The dome-shaped glands are made up of three cellular layers. The outer layer consists of cells responsible for excreting digestive enzymes. The second layer features cells whose envelopes are folded multiple times -- similar structures that increase the surface area are found in the intestine of humans. "We assume that this is the place where nutrient uptake takes place," Hedrich supposes.
The cells of the third layer are densely packed with oil bodies. They could supply the fat for the energy used by the two outer cell layers -- an idea supported by the gene activation pattern in traps that caught insects.
Trap also recognizes insects by their taste
Insects are protected by a chitin exoskeleton. The Venus flytrap cracks this protective shell using special digestion enzymes that are produced once the sensory hairs register a stimulus. It will ebb away if the hairs are not further stimulated. The researchers found that with repeated stimulation (whether by a trapped insect or experimenter), enzyme production increases for several days.
But what if the prey dies soon after capture? This is not a problem for the Venus flytrap: the presence of a chitin receptor assures continued production of enzymes -- the plant is capable of "tasting" the insect. The chitin boosts the enzyme production even more than a mechanical stimulus.
From defending to attacking
So, the presence of chitin tells the Venus flytrap that food is available, causing the digestive juices to flow. "Contact with chitin normally means danger for a plant - insects that will eat it," Hedrich explains. Ordinarily, this triggers defense mechanisms.
"In the Venus flytrap these defensive processes have been reprogrammed during evolution. The plant now uses them to eat insects," the professor further adds. The JMU researchers came to this conclusion by looking at thale cress (Arabidopsis thaliana), a non-carnivorous plant, for exactly the same pattern of gene activation as found in the Venus flytrap when it catches its prey.
The greatest match is found when thale cress is injured mechanically or when insects feed on it. The physiological responses too are similar. Injuring thale cress generates an electrical impulse that activates an important defense hormone called jasmonate. Touching the Venus flytrap's sensory hairs activates the same hormone.

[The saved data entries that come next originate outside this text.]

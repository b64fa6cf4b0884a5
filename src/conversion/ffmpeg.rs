//! FFmpeg subprocess handling for album merging
//!
//! All inputs are joined with the concat demuxer into one MP3, FLAC or Opus
//! stream. Progress is read from `-progress pipe:1` on stdout; stderr is kept
//! for diagnostics.

use std::ffi::OsString;
use std::future::Future;
use std::io;
use std::path::{Path, PathBuf};
use std::process::{ExitStatus, Stdio};

use tokio::io::{AsyncBufReadExt, AsyncReadExt, BufReader};
use tokio::process::Command;
use tokio_util::sync::CancellationToken;
use uuid::Uuid;

use super::runner::MergeOptions;
use crate::audio::AudioFormat;
use crate::core::Track;
use crate::error::EncodeError;

const MAX_FLAC_COMPRESSION: u8 = 8;

/// How the merged stream is produced
#[derive(Debug, Clone, Copy, PartialEq, Eq)]
pub enum EncodeMode {
    /// Join MP3 frames without re-encoding
    StreamCopy,
    /// Encode with LAME at a constant bitrate
    Mp3 { bitrate_kbps: u32 },
    /// Lossless FLAC at a compression level (0-8)
    Flac { compression_level: u8 },
    /// Opus in an Ogg container
    Opus { bitrate_kbps: u32 },
}

impl EncodeMode {
    /// Pick the mode for merging `tracks` into `format`
    ///
    /// Only MP3 output can stream copy, and only when every input is MP3 and
    /// no bitrate is forced. `options.bitrate_kbps` applies to MP3 and Opus.
    pub fn choose(tracks: &[Track], format: AudioFormat, options: &MergeOptions) -> Self {
        match format {
            AudioFormat::Mp3 => match options.bitrate_kbps {
                Some(bitrate_kbps) => EncodeMode::Mp3 { bitrate_kbps },
                None if tracks.iter().all(|t| t.format == AudioFormat::Mp3) => {
                    EncodeMode::StreamCopy
                }
                None => EncodeMode::Mp3 {
                    bitrate_kbps: options.default_bitrate_kbps,
                },
            },
            AudioFormat::Flac => EncodeMode::Flac {
                compression_level: options.flac_compression_level.min(MAX_FLAC_COMPRESSION),
            },
            AudioFormat::Opus => EncodeMode::Opus {
                bitrate_kbps: options.bitrate_kbps.unwrap_or(options.opus_bitrate_kbps),
            },
        }
    }

    /// ffmpeg muxer name for the output container
    fn muxer(&self) -> &'static str {
        match self {
            EncodeMode::StreamCopy | EncodeMode::Mp3 { .. } => "mp3",
            EncodeMode::Flac { .. } => "flac",
            EncodeMode::Opus { .. } => "ogg",
        }
    }
}

/// One merge to perform
#[derive(Debug, Clone)]
pub struct EncodeRequest {
    /// Sources in merge order
    pub inputs: Vec<PathBuf>,
    /// Where the merged stream is written
    pub output: PathBuf,
    pub mode: EncodeMode,
    /// Sum of the input durations in seconds, used for progress
    pub expected_duration: f64,
}

/// Something that can concatenate audio files into one output file
pub trait Encoder {
    /// Produce `request.output`, reporting progress as a percentage (0-100)
    ///
    /// Must return `EncodeError::Cancelled` promptly once `cancel` trips.
    fn encode(
        &self,
        request: &EncodeRequest,
        on_progress: &mut dyn FnMut(f32),
        cancel: &CancellationToken,
    ) -> impl Future<Output = Result<(), EncodeError>>;
}

/// Check that every source can be opened before anything is spawned
pub fn verify_sources(inputs: &[PathBuf]) -> Result<(), EncodeError> {
    for path in inputs {
        std::fs::File::open(path).map_err(|source| EncodeError::SourceUnreadable {
            path: path.clone(),
            source,
        })?;
    }
    Ok(())
}

/// Render the concat demuxer list for `inputs`
///
/// Single quotes are closed, escaped and reopened (`'\''`).
pub fn concat_list(inputs: &[PathBuf]) -> String {
    let mut list = String::from("ffconcat version 1.0\n");
    for path in inputs {
        let absolute = std::path::absolute(path).unwrap_or_else(|_| path.clone());
        let escaped = absolute.to_string_lossy().replace('\'', "'\\''");
        list.push_str(&format!("file '{}'\n", escaped));
    }
    list
}

/// Build the ffmpeg argument list
pub fn build_args(list_path: &Path, request: &EncodeRequest) -> Vec<OsString> {
    let mut args: Vec<OsString> = [
        "-hide_banner",
        "-nostdin",
        "-loglevel",
        "error",
        "-f",
        "concat",
        "-safe",
        "0",
        "-i",
    ]
    .iter()
    .map(OsString::from)
    .collect();
    args.push(list_path.as_os_str().to_owned());

    // Audio only, and no metadata carried over from the first input
    for arg in ["-map", "0:a", "-vn", "-map_metadata", "-1"] {
        args.push(arg.into());
    }

    let codec: Vec<String> = match request.mode {
        EncodeMode::StreamCopy => vec!["-c".into(), "copy".into()],
        EncodeMode::Mp3 { bitrate_kbps } => vec![
            "-codec:a".into(),
            "libmp3lame".into(),
            "-b:a".into(),
            format!("{}k", bitrate_kbps),
        ],
        EncodeMode::Flac { compression_level } => vec![
            "-codec:a".into(),
            "flac".into(),
            "-compression_level".into(),
            compression_level.to_string(),
        ],
        EncodeMode::Opus { bitrate_kbps } => vec![
            "-codec:a".into(),
            "libopus".into(),
            "-b:a".into(),
            format!("{}k", bitrate_kbps),
        ],
    };
    args.extend(codec.into_iter().map(OsString::from));

    for arg in ["-progress", "pipe:1", "-nostats", "-y", "-f", request.mode.muxer()] {
        args.push(arg.into());
    }
    args.push(request.output.as_os_str().to_owned());
    args
}

/// Parse one `-progress` line into a percentage of `expected_duration`
///
/// Both `out_time_us` and `out_time_ms` carry microseconds.
pub fn parse_progress_line(line: &str, expected_duration: f64) -> Option<f32> {
    let (key, value) = line.trim().split_once('=')?;
    match key {
        "out_time_us" | "out_time_ms" => {
            if expected_duration <= 0.0 {
                return None;
            }
            let micros: i64 = value.trim().parse().ok()?;
            let seconds = micros.max(0) as f64 / 1_000_000.0;
            Some(((seconds / expected_duration) * 100.0).clamp(0.0, 100.0) as f32)
        }
        "progress" if value.trim() == "end" => Some(100.0),
        _ => None,
    }
}

/// Last non-empty stderr line, or a placeholder
fn diagnostic(stderr: &str) -> String {
    stderr
        .lines()
        .map(str::trim)
        .rfind(|l| !l.is_empty())
        .unwrap_or("Unknown error")
        .to_string()
}

/// Error for an ffmpeg run that exited unsuccessfully
///
/// An interrupted ffmpeg exits non-zero on its own, so a failure seen after
/// the token tripped is reported as a cancellation.
fn exit_failure(status: ExitStatus, stderr: &str, cancel: &CancellationToken) -> EncodeError {
    if cancel.is_cancelled() {
        return EncodeError::Cancelled;
    }
    EncodeError::Failed {
        status: status.to_string(),
        diagnostic: diagnostic(stderr),
    }
}

/// Encoder backed by an ffmpeg binary
#[derive(Debug, Clone)]
pub struct FfmpegEncoder {
    ffmpeg_path: PathBuf,
}

impl FfmpegEncoder {
    pub fn new(ffmpeg_path: PathBuf) -> Self {
        Self { ffmpeg_path }
    }

    pub fn ffmpeg_path(&self) -> &Path {
        &self.ffmpeg_path
    }

    async fn run(
        &self,
        list_path: &Path,
        request: &EncodeRequest,
        on_progress: &mut dyn FnMut(f32),
        cancel: &CancellationToken,
    ) -> Result<(), EncodeError> {
        let args = build_args(list_path, request);
        log::debug!("Running {} {:?}", self.ffmpeg_path.display(), args);

        let mut command = Command::new(&self.ffmpeg_path);
        command
            .args(&args)
            .stdin(Stdio::null())
            .stdout(Stdio::piped())
            .stderr(Stdio::piped())
            .kill_on_drop(true);
        // Keep terminal Ctrl-C away from ffmpeg; only the cancel token stops it
        #[cfg(unix)]
        command.process_group(0);

        let mut child = command
            .spawn()
            .map_err(|e| {
                if e.kind() == io::ErrorKind::NotFound {
                    EncodeError::EncoderNotFound(self.ffmpeg_path.display().to_string())
                } else {
                    EncodeError::Spawn(e)
                }
            })?;

        let stdout = child
            .stdout
            .take()
            .ok_or_else(|| io::Error::other("ffmpeg stdout was not captured"))?;
        let mut stderr = child
            .stderr
            .take()
            .ok_or_else(|| io::Error::other("ffmpeg stderr was not captured"))?;

        let stderr_task = tokio::spawn(async move {
            let mut text = String::new();
            let _ = stderr.read_to_string(&mut text).await;
            text
        });

        let mut lines = BufReader::new(stdout).lines();
        loop {
            tokio::select! {
                biased;
                _ = cancel.cancelled() => {
                    log::info!("Cancelling ffmpeg for {}", request.output.display());
                    child.kill().await?;
                    return Err(EncodeError::Cancelled);
                }
                line = lines.next_line() => match line? {
                    Some(line) => {
                        if let Some(percent) = parse_progress_line(&line, request.expected_duration) {
                            on_progress(percent);
                        }
                    }
                    None => break,
                },
            }
        }

        let status = tokio::select! {
            biased;
            _ = cancel.cancelled() => {
                child.kill().await?;
                return Err(EncodeError::Cancelled);
            }
            status = child.wait() => status?,
        };

        let stderr_text = stderr_task.await.unwrap_or_default();
        if !status.success() {
            return Err(exit_failure(status, &stderr_text, cancel));
        }

        on_progress(100.0);
        Ok(())
    }
}

impl Encoder for FfmpegEncoder {
    async fn encode(
        &self,
        request: &EncodeRequest,
        on_progress: &mut dyn FnMut(f32),
        cancel: &CancellationToken,
    ) -> Result<(), EncodeError> {
        let list_path =
            std::env::temp_dir().join(format!("mp3-album-merger-{}.txt", Uuid::new_v4()));
        tokio::fs::write(&list_path, concat_list(&request.inputs)).await?;

        let result = self.run(&list_path, request, on_progress, cancel).await;

        if let Err(e) = tokio::fs::remove_file(&list_path).await {
            log::debug!("Failed to remove concat list {}: {}", list_path.display(), e);
        }
        result
    }
}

From that point on, the signal paths differ. To fend off insects, the hormone starts the production of substances that poison or deter insects, or make the leaves hard to digest. In this carnivorous plant, the hormone initiates the digestion of the meal and uptake of its nutrients.
Goal of "Carnivorom" EU project achieved
"We have thus achieved our goal of decoding the molecular origin of the Venus flytrap's carnivorous way of living," Hedrich reports with pleasure. He has pursued this goal since 2010 within the scope of the "Carnivorom" project funded by the European Union (EU) to the tune of 2.5 million euros.
"We are now going to compare the genome of carnivorous plants, their protocarnivorous precursors such as Plumbago to plants in which carnivorous and non-carnivorous development stages alternate such as in Triphyophyllum or the tropical liana Ancistrocladus, which has gone on to abandon the carnivorous lifestyle. Ultimately, we want to know what equipment a plants needs to eat and live off animals."